Jill Schlesinger got her start on Wall Street, and now reports on business for CBS News, hosts a national weekly radio program on personal finance and writes a syndicated newspaper column.
In her new book, "The Dumb Things Smart People Do with Their Money" (Ballantine Books), she lays out 13 of the most costly blunders people make. One of her prime candidates for potential danger is buying complex or expensive financial products like variable annuities, precious metals and reverse mortgages.
I spoke with Schlesinger recently about the big errors people continue to make when it comes to saving and investing for retirement.
Q: One of the fun things about your book is your own money confessions. A big one was your failure to time the market during the early 2000s as the stock market was starting to recover from the dot-com bust — you write that you were slow to invest in riskier growth companies, which cost you a good bit of money as the market came back. But the real lesson is the futility of trying to time the market, right?
A: I used to think that I understood highs and lows better than the vast majority of the investing world. And during the early 2000s, I was basking in the glow of my decision to partially sell out of fast-growth tech stocks at the height of the bubble. But when the market started to recover in 2002, I waited way too long to get back in, and wound up with a lot of egg on my face.

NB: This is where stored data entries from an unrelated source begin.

//! User cabinets: loading, caching and the current selection.

mod data;

pub use data::{CabinetData, NO_CABINET_ID, NO_CABINET_NAME};

use std::sync::Arc;

use chrono::{Duration, Utc};
use serde::{Deserialize, Serialize};
use serde_json::Value;
use sha2::{Digest, Sha512};
use tokio::sync::RwLock;
use tracing::{debug, warn};

use crate::config::{CachingConfig, Config};
use crate::http::{endpoints, HttpPipeline, RequestOutcome, RequestResult};
use crate::storage::{Storage, StorageType};

pub const CABINET_CACHE_KEY: &str = "cabinet_cache";
pub const DEFAULT_CABINET_KEY: &str = "default_cabinet_id";

/// A cabinet the user can file into.
#[derive(Debug, Clone, PartialEq, Eq, Serialize, Deserialize)]
#[serde(rename_all = "camelCase")]
pub struct Cabinet {
    pub id: String,
    pub name: String,
    #[serde(default)]
    pub is_default: bool,
    #[serde(default)]
    pub contains_workspaces: bool,
    #[serde(default)]
    pub repository_id: Option<String>,
    /// SHA-512 of the upper-cased id, set when filed-item indicators are enabled.
    #[serde(default)]
    pub hash_id: Option<String>,
}

#[derive(Debug, Deserialize)]
#[serde(rename_all = "camelCase")]
struct CabinetsResponse {
    #[serde(default)]
    repositories: Option<Vec<Repository>>,
}

#[derive(Debug, Deserialize)]
#[serde(rename_all = "camelCase")]
struct Repository {
    #[serde(default)]
    repository_id: Option<String>,
    #[serde(default)]
    cabinets: Option<Vec<CabinetEntry>>,
}

#[derive(Debug, Deserialize)]
#[serde(rename_all = "camelCase")]
struct CabinetEntry {
    cabinet_id: String,
    #[serde(default)]
    cabinet_name: String,
    #[serde(default)]
    default_cabinet: bool,
    #[serde(default)]
    contains_workspaces: bool,
}

pub struct CabinetService {
    pipeline: Arc<HttpPipeline>,
    storage: Arc<dyn Storage>,
    caching: CachingConfig,
    set_indicator: bool,
    current: RwLock<Vec<Cabinet>>,
}

impl CabinetService {
    pub fn new(
        pipeline: Arc<HttpPipeline>,
        storage: Arc<dyn Storage>,
        caching: CachingConfig,
        set_indicator: bool,
    ) -> Self {
        Self {
            pipeline,
            storage,
            caching,
            set_indicator,
            current: RwLock::new(Vec::new()),
        }
    }

    pub fn from_config(pipeline: Arc<HttpPipeline>, storage: Arc<dyn Storage>, config: &Config) -> Self {
        Self::new(
            pipeline,
            storage,
            config.caching.clone(),
            config.filing.set_indicator,
        )
    }

    /// Load the cabinet list, from the cache when it is fresh.
    ///
    /// A successful result carries the flattened, sorted list as its body.
    pub async fn load_cabinets(&self) -> RequestOutcome {
        if self.caching.cabinet_caching_enabled {
            if let Some(cabinets) = self.cached_cabinets() {
                debug!(count = cabinets.len(), "Serving cabinets from cache");
                let body = cabinets_value(&cabinets);
                *self.current.write().await = cabinets;
                return RequestOutcome::Completed(RequestResult::cached(endpoints::USER_CABINETS, body));
            }
        }

        let mut result = match self.pipeline.get(endpoints::USER_CABINETS, None).await {
            RequestOutcome::Completed(result) => result,
            RequestOutcome::Cancelled => return RequestOutcome::Cancelled,
        };
        if !result.is_successful() {
            return RequestOutcome::Completed(result);
        }

        let response: CabinetsResponse = match result.parse_body() {
            Ok(response) => response,
            Err(e) => {
                warn!(error = %e, "Unexpected cabinets response");
                return RequestOutcome::Completed(result);
            }
        };
        let Some(repositories) = response.repositories else {
            return RequestOutcome::Completed(result);
        };

        let cabinets = flatten_cabinets(repositories, self.set_indicator);
        let body = cabinets_value(&cabinets);
        result.set_body(body.clone());

        if self.caching.cabinet_caching_enabled && !cabinets.is_empty() {
            if let Err(e) = self.storage.set_item(StorageType::Database, CABINET_CACHE_KEY, body) {
                warn!(error = %e, "Failed to cache cabinets");
            }
        }
        debug!(count = cabinets.len(), "Loaded cabinets");
        *self.current.write().await = cabinets;

        RequestOutcome::Completed(result)
    }

    /// The user's default cabinet if it is in the last loaded list.
    pub async fn current_cabinet_id(&self) -> Option<String> {
        let default_id = self.pipeline.session().default_cabinet_id().await?;
        self.current
            .read()
            .await
            .iter()
            .any(|c| c.id == default_id)
            .then_some(default_id)
    }

    /// Remember `cabinet_id` as the user's default, in the session and in mailbox storage.
    pub async fn set_user_default_cabinet_id(&self, cabinet_id: &str) {
        self.pipeline
            .session()
            .set_default_cabinet_id(Some(cabinet_id.to_string()))
            .await;
        match self.storage.set_item(
            StorageType::Mailbox,
            DEFAULT_CABINET_KEY,
            Value::String(cabinet_id.to_string()),
        ) {
            Ok(()) => debug!(cabinet = cabinet_id, "Saved default cabinet"),
            Err(e) => warn!(cabinet = cabinet_id, error = %e, "Failed to save default cabinet"),
        }
    }

    /// Restore the saved default cabinet into the session unless one is already set.
    pub async fn restore_user_default_cabinet_id(&self) {
        let session = self.pipeline.session();
        if session.default_cabinet_id().await.is_some() {
            return;
        }
        match self.storage.get_item(StorageType::Mailbox, DEFAULT_CABINET_KEY) {
            Ok(Some(item)) => {
                if let Value::String(id) = item.value {
                    session.set_default_cabinet_id(Some(id)).await;
                }
            }
            Ok(None) => {}
            Err(e) => warn!(error = %e, "Failed to read default cabinet"),
        }
    }

    pub fn clear_cache(&self) {
        if !self.caching.cabinet_caching_enabled {
            return;
        }
        if let Err(e) = self.storage.remove_item(StorageType::Database, CABINET_CACHE_KEY) {
            warn!(error = %e, "Failed to clear cabinet cache");
        }
    }

    fn cached_cabinets(&self) -> Option<Vec<Cabinet>> {
        let item = match self.storage.get_item(StorageType::Database, CABINET_CACHE_KEY) {
            Ok(item) => item?,
            Err(e) => {
                warn!(error = %e, "Failed to read cabinet cache");
                return None;
            }
        };

        let ttl = Duration::hours(i64::from(self.caching.cabinet_cache_ttl_hours));
        if item.creation_date + ttl <= Utc::now() {
            debug!(created = %item.creation_date, "Cabinet cache expired");
            return None;
        }

        match serde_json::from_value(item.value) {
            Ok(cabinets) => Some(cabinets),
            Err(e) => {
                warn!(error = %e, "Discarding unreadable cabinet cache");
                None
            }
        }
    }
}

/// Flatten repositories into one list: default cabinet first, then by name.
fn flatten_cabinets(repositories: Vec<Repository>, set_indicator: bool) -> Vec<Cabinet> {
    let mut cabinets: Vec<Cabinet> = repositories
        .into_iter()
        .flat_map(|repository| {
            let repository_id = repository.repository_id;
            repository
                .cabinets
                .unwrap_or_default()
                .into_iter()
                .map(move |entry| Cabinet {
                    hash_id: set_indicator.then(|| hash_cabinet_id(&entry.cabinet_id)),
                    id: entry.cabinet_id,
                    name: entry.cabinet_name,
                    is_default: entry.default_cabinet,
                    contains_workspaces: entry.contains_workspaces,
                    repository_id: repository_id.clone(),
                })
        })
        .collect();

    cabinets.sort_by(|a, b| {
        b.is_default
            .cmp(&a.is_default)
            .then_with(|| a.name.to_lowercase().cmp(&b.name.to_lowercase()))
    });
    cabinets
}

pub fn hash_cabinet_id(cabinet_id: &str) -> String {
    format!("{:x}", Sha512::digest(cabinet_id.to_uppercase().as_bytes()))
}

fn cabinets_value(cabinets: &[Cabinet]) -> Value {
    serde_json::to_value(cabinets).unwrap_or(Value::Array(Vec::new()))
}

When you have a public persona like I do, you can really start to believe your own baloney — and it can be really difficult to get back into the market at the right time.
Q: What's the big lesson here — everyone should be passive investors?
A: Right. Maintain a diversified portfolio, with the allocation between stocks, bonds, cash and so on set according to match the time when you will need the money. Take as little risk as possible to reach your goals. No one is smart enough to beat the market — no one.
Q: Another thing I like about your book is your discussion of first priorities — things people can do to clean up their financial affairs without the help of a planner.
A: Start by paying down consumer debt and establish an emergency reserve fund to cover six to 12 months of expenses. Then, put enough into your retirement account to capture any match from your employer. I used to be more severe on this point, advising people not to save a single dollar until their credit cards were paid off. But I've softened up a bit on that, because if you can get in the habit of saving, you should.
Mark Miller writes for Reuters.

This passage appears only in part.